Между тем начинает просыпаться третье сословие, которое незаметно становится серьезным соперником вымирающей аристократии. Лица низших классов, "подлого сословия", проникают даже в трагедию, в которой до тех пор действовали только короли и принцы. Происходит это не без борьбы, и даже сам Вольтер вынужден извиняться перед публикой за своего садовника и за простого солдата в трагедии "Гебра". Шарден пишет картины, в которых нет ни одного "благородного", а изображен бедный люд и есть даже самые обыкновенные прачки. Но третьему сословию этого уже мало, и свою ненависть к высшим классам оно переносит на живописцев, продолжающих, как ни в чем не бывало восхвалять добродетели королевских фавориток. В 1750 году вышло в свет знаменитое рассуждение Руссо "О влиянии наук и художеств", в котором доказывался вред их для человека. Мысль эта как громом поразила всех и в применении к живописи была понята как смертный приговор, в особенности художествам, покровительствуемым знатью. Живопись, служившая до того королям, должна была учиться служить народу. Естественно, что новая служба требовала новых форм, ибо всем были ненавистны пухлые розовые тела и приторные краски на картинах последних королевских служителей. Но где найти эти новые формы? Нет ничего удивительного в том, что в поисках за ними напали вновь на те вечные образцы, которые оставил нам античный мир. Когда в 1755 году Винкельман обнародовал свои знаменитые "Мысли о подражании греческим произведениям в живописи и скульптуре" и через десять лет книжка его была издана и по-французски, то всем казалось, что найден, наконец, верный путь для того, чтобы выбраться из давно наскучившего лабиринта лжи. Слова его "о благородной простоте и спокойном величии" античных памятников превратились в настоящий лозунг нового искусства. И в первое время даже не заметили, что перемены никакой не произошло, и, в сущности, все осталось по-старому, только одна ложь сменилась другой, академизм барокко уступил место академизму классицизма.

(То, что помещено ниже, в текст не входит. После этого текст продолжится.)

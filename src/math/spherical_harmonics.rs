use std::ops::{Add, AddAssign, Mul};

use glam::Vec3;

const Y00: f32 = 0.282_095;
const Y1: f32 = 0.488_603;
const Y2_OFF_DIAGONAL: f32 = 1.092_548;
const Y20: f32 = 0.315_392;
const Y22: f32 = 0.546_274;

// Clamped cosine lobe convolution factors per band.
const A0: f32 = std::f32::consts::PI;
const A1: f32 = 2.0 * std::f32::consts::PI / 3.0;
const A2: f32 = std::f32::consts::PI / 4.0;

fn basis(n: Vec3) -> [f32; 9] {
    [
        Y00,
        Y1 * n.y,
        Y1 * n.z,
        Y1 * n.x,
        Y2_OFF_DIAGONAL * n.x * n.y,
        Y2_OFF_DIAGONAL * n.y * n.z,
        Y20 * (3.0 * n.z * n.z - 1.0),
        Y2_OFF_DIAGONAL * n.x * n.z,
        Y22 * (n.x * n.x - n.y * n.y),
    ]
}

/// Nine-coefficient RGB spherical harmonics, pre-convolved with the cosine lobe so that
/// evaluating at a normal yields diffuse irradiance with a single dot product per channel.
#[derive(Clone, Copy, Debug, Default, PartialEq)]
pub struct SphericalHarmonicsDot9 {
    pub coefficients: [Vec3; 9],
}

impl SphericalHarmonicsDot9 {
    pub const ZERO: Self = Self {
        coefficients: [Vec3::ZERO; 9],
    };

    /// Uniform lighting from every direction.
    pub fn from_ambient(color: Vec3) -> Self {
        let mut result = Self::ZERO;
        result.coefficients[0] = color / Y00;
        result
    }

    /// Directional light of `color` arriving from `direction` (pointing towards the light).
    pub fn from_direction(direction: Vec3, color: Vec3) -> Self {
        let direction = direction.normalize_or_zero();
        if direction == Vec3::ZERO {
            return Self::ZERO;
        }
        let y = basis(direction);
        let bands = [A0, A1, A1, A1, A2, A2, A2, A2, A2];
        let mut result = Self::ZERO;
        for i in 0..9 {
            result.coefficients[i] = color * (y[i] * bands[i]);
        }
        result
    }

    pub fn evaluate(&self, normal: Vec3) -> Vec3 {
        let y = basis(normal.normalize_or_zero());
        self.coefficients
            .iter()
            .zip(y)
            .fold(Vec3::ZERO, |acc, (c, b)| acc + *c * b)
    }

    /// Irradiance averaged over all directions.
    pub fn evaluate_average(&self) -> Vec3 {
        self.coefficients[0] * Y00
    }
}

impl Add for SphericalHarmonicsDot9 {
    type Output = Self;

    fn add(mut self, rhs: Self) -> Self {
        self += rhs;
        self
    }
}

impl AddAssign for SphericalHarmonicsDot9 {
    fn add_assign(&mut self, rhs: Self) {
        for (lhs, rhs) in self.coefficients.iter_mut().zip(rhs.coefficients) {
            *lhs += rhs;
        }
    }
}

impl Mul<f32> for SphericalHarmonicsDot9 {
    type Output = Self;

    fn mul(mut self, rhs: f32) -> Self {
        for c in &mut self.coefficients {
            *c *= rhs;
        }
        self
    }
}
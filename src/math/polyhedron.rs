use glam::{Mat4, Vec3};

use super::{BoundingBox, Frustum, Plane};

/// Convex polyhedron stored as a list of planar polygon faces.
#[derive(Clone, Debug, Default)]
pub struct Polyhedron {
    pub faces: Vec<Vec<Vec3>>,
}

impl Polyhedron {
    pub fn from_frustum(frustum: &Frustum) -> Self {
        let v = &frustum.vertices;
        let faces = vec![
            vec![v[0], v[1], v[2], v[3]],
            vec![v[4], v[5], v[6], v[7]],
            vec![v[3], v[2], v[6], v[7]],
            vec![v[0], v[1], v[5], v[4]],
            vec![v[0], v[3], v[7], v[4]],
            vec![v[1], v[2], v[6], v[5]],
        ];
        Self { faces }
    }

    pub fn is_empty(&self) -> bool {
        self.faces.is_empty()
    }

    pub fn vertices(&self) -> impl Iterator<Item = Vec3> + Clone + '_ {
        self.faces.iter().flatten().copied()
    }

    pub fn bounding_box(&self) -> BoundingBox {
        BoundingBox::from_points(self.vertices())
    }

    pub fn transform(&mut self, matrix: &Mat4) {
        for vertex in self.faces.iter_mut().flatten() {
            *vertex = matrix.transform_point3(*vertex);
        }
    }

    /// Keep only the part on the positive side of `plane`, closing the cut with a new face.
    pub fn clip_plane(&mut self, plane: &Plane) {
        let mut cut_points: Vec<Vec3> = Vec::new();
        let mut clipped_faces = Vec::with_capacity(self.faces.len() + 1);

        for face in &self.faces {
            let mut clipped = Vec::with_capacity(face.len() + 1);
            let Some(&last) = face.last() else {
                continue;
            };
            let mut prev = last;
            let mut prev_distance = plane.distance(prev);
            for &current in face {
                let distance = plane.distance(current);
                if (distance >= 0.0) != (prev_distance >= 0.0) {
                    let t = prev_distance / (prev_distance - distance);
                    let point = prev.lerp(current, t);
                    clipped.push(point);
                    cut_points.push(point);
                }
                if distance >= 0.0 {
                    if distance == 0.0 {
                        cut_points.push(current);
                    }
                    clipped.push(current);
                }
                prev = current;
                prev_distance = distance;
            }
            if clipped.len() >= 3 {
                clipped_faces.push(clipped);
            }
        }

        dedup_points(&mut cut_points);
        if cut_points.len() >= 3 && !clipped_faces.is_empty() {
            sort_around_centroid(&mut cut_points, plane.normal);
            clipped_faces.push(cut_points);
        }

        self.faces = clipped_faces;
    }

    pub fn clip_box(&mut self, bbox: &BoundingBox) {
        let planes = [
            Plane::from_normal_point(Vec3::X, bbox.min),
            Plane::from_normal_point(Vec3::NEG_X, bbox.max),
            Plane::from_normal_point(Vec3::Y, bbox.min),
            Plane::from_normal_point(Vec3::NEG_Y, bbox.max),
            Plane::from_normal_point(Vec3::Z, bbox.min),
            Plane::from_normal_point(Vec3::NEG_Z, bbox.max),
        ];
        for plane in &planes {
            if self.is_empty() {
                break;
            }
            self.clip_plane(plane);
        }
    }
}

fn dedup_points(points: &mut Vec<Vec3>) {
    const WELD_DISTANCE_SQ: f32 = 1e-10;
    let mut unique: Vec<Vec3> = Vec::with_capacity(points.len());
    for &point in points.iter() {
        if !unique.iter().any(|u| u.distance_squared(point) < WELD_DISTANCE_SQ) {
            unique.push(point);
        }
    }
    *points = unique;
}

fn sort_around_centroid(points: &mut [Vec3], normal: Vec3) {
    let centroid = points.iter().copied().sum::<Vec3>() / points.len() as f32;
    let (tangent, bitangent) = normal.any_orthonormal_pair();
    points.sort_by(|a, b| {
        let da = *a - centroid;
        let db = *b - centroid;
        let angle_a = da.dot(bitangent).atan2(da.dot(tangent));
        let angle_b = db.dot(bitangent).atan2(db.dot(tangent));
        angle_a.total_cmp(&angle_b)
    });
}

#[cfg(test)]
mod tests {
    use super::*;

    fn unit_cube_frustum() -> Frustum {
        Frustum::orthographic(2.0, 1.0, 1.0, 0.0, 2.0, &Mat4::from_translation(Vec3::new(0.0, 0.0, 1.0)))
    }

    #[test]
    fn frustum_polyhedron_matches_frustum_box() {
        let frustum = unit_cube_frustum();
        let poly = Polyhedron::from_frustum(&frustum);
        assert_eq!(poly.bounding_box(), frustum.bounding_box());
    }

    #[test]
    fn clip_by_box_shrinks_to_overlap() {
        let mut poly = Polyhedron::from_frustum(&unit_cube_frustum());
        poly.clip_box(&BoundingBox::new(Vec3::ZERO, Vec3::splat(5.0)));
        let bbox = poly.bounding_box();
        assert!(bbox.min.abs_diff_eq(Vec3::ZERO, 1e-5));
        assert!(bbox.max.abs_diff_eq(Vec3::ONE, 1e-5));
    }

    #[test]
    fn clip_by_disjoint_box_empties() {
        let mut poly = Polyhedron::from_frustum(&unit_cube_frustum());
        poly.clip_box(&BoundingBox::new(Vec3::splat(10.0), Vec3::splat(11.0)));
        assert!(poly.is_empty());
    }
}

Невольно напрашивается вопрос, почему же тот самый идеал, который, если не во всей Европе, то, по крайней мере, в России, привел к необычайному расцвету архитектуры, в то же время дал такие ничтожные результаты в живописи? Объяснение этого непонятного явления надо искать в том, что как архитекторы, так и скульпторы имели перед глазами гениальные образцы античного искусства, которые они и принялись тотчас изучать, тогда как в живописи ни Греция, ни Рим таких образцов нам не оставили. Чтобы не отставать от своих счастливых сестер, живописи ничего другого не оставалось, как заимствовать язык одной из них, и она заговорила языком скульптуры. Благодаря этому открылась возможность перенести центр тяжести с задач чисто живописных на содержание картин, на ту службу народу, которую от художника ожидали. Люди в картинах Давида не просто люди, а всегда носители гражданских добродетелей – Бруты, казнящие собственных сыновей для пользы отечества, братья Горации, клянущиеся умереть за родину. При этом все они похожи на статуи современных скульпторов, только слегка расцвеченные красками. Вскоре это становится до такой степени всем очевидно, что живописцы решаются бросить статуи и принимаются за поиски новых образцов, пока окончательно не останавливаются на Рафаэле и Пуссене. Изучение этих мастеров приводит ко второй стадии классицизма, отличающейся меньшей холодностью и неподвижностью форм, но все же сохраняющей печать прежнего академизма. От него свободны только самые большие художники, такие, как гениальный Прюдон, и отчасти все лучшие портретисты эпохи. В портрете даже такие академические герои, как сам Давид, создают шедевры, перед которыми забываешь обо всех грехах их сложных композиций.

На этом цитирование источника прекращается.